• _WHAT THIS TASK INVOLVES_: Your answer should be one number, the count of lines in the entries holding the word "back".

• _RECORD EXCERPTS_:

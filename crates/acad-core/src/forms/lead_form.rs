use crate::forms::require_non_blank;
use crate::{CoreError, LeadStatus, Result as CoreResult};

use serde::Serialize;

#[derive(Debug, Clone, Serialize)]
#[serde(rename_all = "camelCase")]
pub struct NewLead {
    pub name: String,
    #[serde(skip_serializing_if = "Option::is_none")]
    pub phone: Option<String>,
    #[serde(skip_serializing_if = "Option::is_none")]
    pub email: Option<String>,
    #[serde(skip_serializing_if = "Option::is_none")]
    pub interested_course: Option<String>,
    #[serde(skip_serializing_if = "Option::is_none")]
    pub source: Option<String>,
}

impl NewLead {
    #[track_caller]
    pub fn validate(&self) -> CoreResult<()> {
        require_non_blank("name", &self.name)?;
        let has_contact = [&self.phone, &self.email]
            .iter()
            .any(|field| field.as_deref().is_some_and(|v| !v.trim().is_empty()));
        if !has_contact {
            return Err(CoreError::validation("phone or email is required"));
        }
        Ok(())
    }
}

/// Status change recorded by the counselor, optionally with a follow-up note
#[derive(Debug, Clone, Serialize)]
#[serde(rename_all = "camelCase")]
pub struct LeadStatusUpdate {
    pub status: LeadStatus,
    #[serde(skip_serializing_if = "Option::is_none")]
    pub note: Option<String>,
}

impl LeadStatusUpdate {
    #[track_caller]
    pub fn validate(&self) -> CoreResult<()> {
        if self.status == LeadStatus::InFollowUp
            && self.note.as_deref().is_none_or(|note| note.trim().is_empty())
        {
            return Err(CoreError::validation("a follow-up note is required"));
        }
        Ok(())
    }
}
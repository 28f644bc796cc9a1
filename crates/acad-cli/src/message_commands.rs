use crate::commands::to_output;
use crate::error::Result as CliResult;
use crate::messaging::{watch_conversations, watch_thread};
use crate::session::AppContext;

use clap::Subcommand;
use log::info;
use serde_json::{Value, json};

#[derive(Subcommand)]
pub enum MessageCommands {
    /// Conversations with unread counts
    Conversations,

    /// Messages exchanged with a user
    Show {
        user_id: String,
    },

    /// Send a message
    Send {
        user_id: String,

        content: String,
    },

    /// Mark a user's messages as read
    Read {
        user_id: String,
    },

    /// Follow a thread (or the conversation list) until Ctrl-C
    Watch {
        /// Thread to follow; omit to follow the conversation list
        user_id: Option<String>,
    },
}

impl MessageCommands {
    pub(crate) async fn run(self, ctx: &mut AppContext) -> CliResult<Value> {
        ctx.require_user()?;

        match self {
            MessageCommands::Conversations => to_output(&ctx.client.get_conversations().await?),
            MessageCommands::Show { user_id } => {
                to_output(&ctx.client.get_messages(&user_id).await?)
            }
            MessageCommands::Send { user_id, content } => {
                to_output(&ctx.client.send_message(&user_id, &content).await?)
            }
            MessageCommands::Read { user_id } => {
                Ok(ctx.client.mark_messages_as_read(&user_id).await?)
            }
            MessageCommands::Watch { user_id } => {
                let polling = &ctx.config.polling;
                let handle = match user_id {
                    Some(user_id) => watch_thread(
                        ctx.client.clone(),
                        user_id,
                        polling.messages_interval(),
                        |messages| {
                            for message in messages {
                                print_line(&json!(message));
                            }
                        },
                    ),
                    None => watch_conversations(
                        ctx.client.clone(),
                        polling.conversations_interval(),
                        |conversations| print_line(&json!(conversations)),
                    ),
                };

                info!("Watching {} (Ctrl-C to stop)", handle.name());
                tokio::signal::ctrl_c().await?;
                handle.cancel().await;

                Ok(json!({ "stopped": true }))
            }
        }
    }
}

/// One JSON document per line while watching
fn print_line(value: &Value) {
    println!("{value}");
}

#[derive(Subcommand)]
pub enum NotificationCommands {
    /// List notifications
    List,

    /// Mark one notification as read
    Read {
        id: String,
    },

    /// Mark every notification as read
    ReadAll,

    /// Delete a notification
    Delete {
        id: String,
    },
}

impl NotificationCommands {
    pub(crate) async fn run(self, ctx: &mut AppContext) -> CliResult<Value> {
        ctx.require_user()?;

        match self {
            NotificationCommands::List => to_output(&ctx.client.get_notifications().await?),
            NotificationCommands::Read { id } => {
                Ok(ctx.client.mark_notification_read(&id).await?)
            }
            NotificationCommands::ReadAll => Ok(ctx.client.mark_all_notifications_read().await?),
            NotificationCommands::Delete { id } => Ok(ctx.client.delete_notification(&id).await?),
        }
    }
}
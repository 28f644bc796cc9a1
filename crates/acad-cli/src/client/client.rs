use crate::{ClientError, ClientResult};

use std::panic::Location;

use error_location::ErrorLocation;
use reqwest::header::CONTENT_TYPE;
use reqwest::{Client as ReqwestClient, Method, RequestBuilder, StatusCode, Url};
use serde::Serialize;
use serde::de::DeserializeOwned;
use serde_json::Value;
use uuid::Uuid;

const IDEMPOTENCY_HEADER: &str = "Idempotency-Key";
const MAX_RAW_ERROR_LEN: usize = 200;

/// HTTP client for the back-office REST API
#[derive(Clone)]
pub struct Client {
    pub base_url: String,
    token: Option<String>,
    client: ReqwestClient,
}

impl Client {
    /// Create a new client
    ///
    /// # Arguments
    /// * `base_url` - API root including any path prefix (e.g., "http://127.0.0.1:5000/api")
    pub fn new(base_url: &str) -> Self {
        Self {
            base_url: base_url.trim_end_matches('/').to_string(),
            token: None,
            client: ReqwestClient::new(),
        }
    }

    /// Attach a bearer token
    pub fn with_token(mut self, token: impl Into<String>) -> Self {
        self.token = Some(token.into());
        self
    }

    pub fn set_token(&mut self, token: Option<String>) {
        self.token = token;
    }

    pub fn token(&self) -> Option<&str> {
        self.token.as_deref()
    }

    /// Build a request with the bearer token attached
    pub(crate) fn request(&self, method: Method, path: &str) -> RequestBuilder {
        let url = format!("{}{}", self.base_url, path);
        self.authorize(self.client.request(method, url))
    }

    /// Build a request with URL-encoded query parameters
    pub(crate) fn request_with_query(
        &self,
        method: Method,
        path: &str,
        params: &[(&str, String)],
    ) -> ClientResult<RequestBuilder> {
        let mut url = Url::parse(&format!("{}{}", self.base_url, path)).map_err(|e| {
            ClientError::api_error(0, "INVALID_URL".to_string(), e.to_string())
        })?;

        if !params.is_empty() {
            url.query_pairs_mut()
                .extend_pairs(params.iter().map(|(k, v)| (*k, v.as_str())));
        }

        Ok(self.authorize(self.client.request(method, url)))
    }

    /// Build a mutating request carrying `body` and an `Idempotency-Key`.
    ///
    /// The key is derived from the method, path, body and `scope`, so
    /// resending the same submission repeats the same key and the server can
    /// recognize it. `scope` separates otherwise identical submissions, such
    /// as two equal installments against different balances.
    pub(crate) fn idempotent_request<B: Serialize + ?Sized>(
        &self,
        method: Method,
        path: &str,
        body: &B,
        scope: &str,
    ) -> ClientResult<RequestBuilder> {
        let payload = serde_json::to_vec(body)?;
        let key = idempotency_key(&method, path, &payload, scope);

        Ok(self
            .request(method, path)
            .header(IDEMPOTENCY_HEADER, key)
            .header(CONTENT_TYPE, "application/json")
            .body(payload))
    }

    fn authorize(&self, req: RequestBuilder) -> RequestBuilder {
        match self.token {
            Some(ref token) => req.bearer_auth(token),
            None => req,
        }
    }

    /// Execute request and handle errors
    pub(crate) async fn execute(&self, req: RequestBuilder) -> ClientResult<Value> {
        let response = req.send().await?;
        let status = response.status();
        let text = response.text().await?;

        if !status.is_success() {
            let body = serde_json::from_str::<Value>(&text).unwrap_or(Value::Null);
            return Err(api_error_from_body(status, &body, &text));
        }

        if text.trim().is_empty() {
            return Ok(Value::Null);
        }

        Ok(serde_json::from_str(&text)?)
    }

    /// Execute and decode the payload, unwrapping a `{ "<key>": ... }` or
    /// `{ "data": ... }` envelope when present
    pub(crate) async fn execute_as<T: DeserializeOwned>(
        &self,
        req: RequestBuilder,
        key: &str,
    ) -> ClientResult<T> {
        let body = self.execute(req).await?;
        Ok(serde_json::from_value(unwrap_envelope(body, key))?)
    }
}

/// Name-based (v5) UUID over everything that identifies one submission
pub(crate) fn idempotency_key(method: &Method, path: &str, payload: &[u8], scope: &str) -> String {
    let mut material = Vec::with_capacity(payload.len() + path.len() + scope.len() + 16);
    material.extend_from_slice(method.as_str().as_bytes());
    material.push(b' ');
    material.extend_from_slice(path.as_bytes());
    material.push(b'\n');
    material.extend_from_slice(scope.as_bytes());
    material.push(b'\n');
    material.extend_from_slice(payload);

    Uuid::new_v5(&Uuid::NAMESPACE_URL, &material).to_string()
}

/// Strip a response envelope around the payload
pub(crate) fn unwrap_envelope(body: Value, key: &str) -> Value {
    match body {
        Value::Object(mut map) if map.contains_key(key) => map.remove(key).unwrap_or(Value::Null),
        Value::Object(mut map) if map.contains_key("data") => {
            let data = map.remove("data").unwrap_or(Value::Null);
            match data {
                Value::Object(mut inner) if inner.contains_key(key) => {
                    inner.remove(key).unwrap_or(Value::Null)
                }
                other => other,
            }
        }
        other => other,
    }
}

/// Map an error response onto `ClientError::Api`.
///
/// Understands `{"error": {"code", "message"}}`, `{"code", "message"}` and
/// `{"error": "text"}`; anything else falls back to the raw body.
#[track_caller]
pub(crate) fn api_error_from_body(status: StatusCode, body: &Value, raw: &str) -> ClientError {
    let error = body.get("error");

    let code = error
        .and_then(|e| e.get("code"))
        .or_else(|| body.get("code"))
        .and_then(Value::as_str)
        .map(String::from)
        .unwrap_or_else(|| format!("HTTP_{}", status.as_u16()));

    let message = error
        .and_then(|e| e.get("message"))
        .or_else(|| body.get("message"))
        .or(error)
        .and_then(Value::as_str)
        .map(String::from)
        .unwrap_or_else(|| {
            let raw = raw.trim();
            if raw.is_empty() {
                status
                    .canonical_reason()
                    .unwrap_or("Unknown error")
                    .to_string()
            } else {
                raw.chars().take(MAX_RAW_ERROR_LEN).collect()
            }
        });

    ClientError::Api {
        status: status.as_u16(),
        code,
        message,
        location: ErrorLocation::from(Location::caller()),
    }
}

• _TASK SOLUTION_: 2